The COVID-19 pandemic and its associated effects on the healthcare system have led to a renewed emphasis on provider wellness, the need for resilience, and the concept of emotional and adaptability quotients (EQ and AQ).1,2

Financial pressures on healthcare institutions have also led to increasing demands for hospitalists to redouble efforts in optimizing operational effectiveness and meeting institutional metrics. Hospital medicine is therefore dealing with many of its persistent challenges and new ones arising from the new currents in our healthcare environment.

Building Teams in Hospital Medicine

The need for agility in hospital medicine operations occurs when new winds blow in the workforce domain. The major ones presently are:

  1. Great Resignation: This refers to the increased rate at which U.S. workers resigned from their jobs starting in the spring of 2021, amid strong labor demand and low unemployment even as vaccinations eased the severity of the COVID-19 pandemic. Anthony Klotz, a professor of business administration at Texas A&M University, coined the term in May 2021.3

  2. Quiet quitting: A phenomenon outlined in a September 2022 Harvard Business Review article by Professors Anthony C. Klotz and Mark C. Bolino, “Quiet quitters continue to fulfill their primary responsibilities, but they’re less willing to engage in activities known as citizenship behaviors: no more staying late, showing up early, or attending non-mandatory meetings.”4

Hospitalists have not faced the massive wave of the “Great Resignation,” which has taken place in outpatient primary care and other segments of our healthcare system. We have, however, not been spared the concepts of re-alignment and quiet quitting.
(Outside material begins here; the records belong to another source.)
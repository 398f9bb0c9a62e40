//! Conversation pipeline: one inbound message in, one reply out.
//!
//! Turns for the same identity are serialized by an async lock held from the
//! user append through the assistant append; different identities run fully
//! concurrently.

pub mod error;
pub mod locks;
pub mod orchestrator;

pub use {
    error::{Error, Result},
    locks::IdentityLocks,
    orchestrator::{Orchestrator, Turn, TurnKind},
};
Re-alignment of goals to balance family and psychosocial needs has resulted in providers cutting back on their professional (clinical, academic, and/or administrative) time to anywhere between 0.5-0.9 full-time equivalent status (FTE). Quiet quitting is characterized by personnel doing the barest minimum of their required job obligations and little or no engagement in other group activities. Some of these additional group activities, which may include group academic and operational endeavors, and meetings, significantly affect the diffusion of best practices. Persistent lack of engagement may result in a degradation of the practice’s “culture of excellence” and chronic negative effects on the group morale while eroding gains in the group’s operational metrics.

Resignation and re-alignment are readily identified and can be addressed when filling vacancies with new providers. The practice need is not for any “warm body” but for professionals possessing the skills and attitudes required to enhance team goals and objectives.

Addressing provider recruitment requires answering 3 main questions.

  1. What is the vision of the group/team?

  2. Do all team members know and share the group’s/ team’s vision?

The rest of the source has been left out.